■ Dataset entries ■

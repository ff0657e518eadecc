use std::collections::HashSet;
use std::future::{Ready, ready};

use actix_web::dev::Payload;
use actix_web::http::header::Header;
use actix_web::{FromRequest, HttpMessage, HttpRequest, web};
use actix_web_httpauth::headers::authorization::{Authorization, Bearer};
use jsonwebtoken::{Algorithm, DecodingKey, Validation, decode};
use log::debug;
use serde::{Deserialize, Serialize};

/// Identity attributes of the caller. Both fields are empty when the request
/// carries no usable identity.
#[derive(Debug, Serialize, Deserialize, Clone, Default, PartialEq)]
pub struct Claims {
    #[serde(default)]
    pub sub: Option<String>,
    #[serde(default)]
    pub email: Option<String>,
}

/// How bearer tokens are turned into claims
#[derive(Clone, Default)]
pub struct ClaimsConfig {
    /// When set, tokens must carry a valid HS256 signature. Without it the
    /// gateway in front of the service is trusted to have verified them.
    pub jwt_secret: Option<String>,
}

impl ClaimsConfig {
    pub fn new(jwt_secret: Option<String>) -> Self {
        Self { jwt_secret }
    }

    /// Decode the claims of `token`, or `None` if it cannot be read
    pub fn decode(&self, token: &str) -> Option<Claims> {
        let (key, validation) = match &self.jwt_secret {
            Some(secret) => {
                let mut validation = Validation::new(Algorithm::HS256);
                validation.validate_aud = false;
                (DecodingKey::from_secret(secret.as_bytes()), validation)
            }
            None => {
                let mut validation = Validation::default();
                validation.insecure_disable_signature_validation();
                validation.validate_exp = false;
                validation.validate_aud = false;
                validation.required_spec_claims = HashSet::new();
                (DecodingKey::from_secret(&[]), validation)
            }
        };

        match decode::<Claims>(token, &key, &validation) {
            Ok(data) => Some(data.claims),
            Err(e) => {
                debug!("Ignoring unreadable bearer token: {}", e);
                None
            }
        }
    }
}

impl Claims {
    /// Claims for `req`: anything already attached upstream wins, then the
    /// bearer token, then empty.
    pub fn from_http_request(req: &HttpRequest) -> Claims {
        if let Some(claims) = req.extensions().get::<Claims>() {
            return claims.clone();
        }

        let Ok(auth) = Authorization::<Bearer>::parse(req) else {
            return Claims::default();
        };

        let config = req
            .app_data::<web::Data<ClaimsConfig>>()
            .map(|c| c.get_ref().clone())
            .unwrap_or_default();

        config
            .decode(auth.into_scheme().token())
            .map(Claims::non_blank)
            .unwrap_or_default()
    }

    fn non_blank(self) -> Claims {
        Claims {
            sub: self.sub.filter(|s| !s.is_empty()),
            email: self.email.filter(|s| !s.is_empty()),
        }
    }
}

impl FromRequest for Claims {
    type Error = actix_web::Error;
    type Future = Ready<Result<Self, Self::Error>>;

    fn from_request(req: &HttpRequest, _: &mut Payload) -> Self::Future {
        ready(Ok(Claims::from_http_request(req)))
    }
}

■ What is needed ■
Set down, from the entries above, exactly the lines from the one with "have verified them." up to and including the one with "let mut validation = Validation::default();", and no other lines.

■ Written answer ■
    /// gateway in front of the service is trusted to have verified them.
    pub jwt_secret: Option<String>,
}

impl ClaimsConfig {
    pub fn new(jwt_secret: Option<String>) -> Self {
        Self { jwt_secret }
    }

    /// Decode the claims of `token`, or `None` if it cannot be read
    pub fn decode(&self, token: &str) -> Option<Claims> {
        let (key, validation) = match &self.jwt_secret {
            Some(secret) => {
                let mut validation = Validation::new(Algorithm::HS256);
                validation.validate_aud = false;
                (DecodingKey::from_secret(secret.as_bytes()), validation)
            }
            None => {
                let mut validation = Validation::default();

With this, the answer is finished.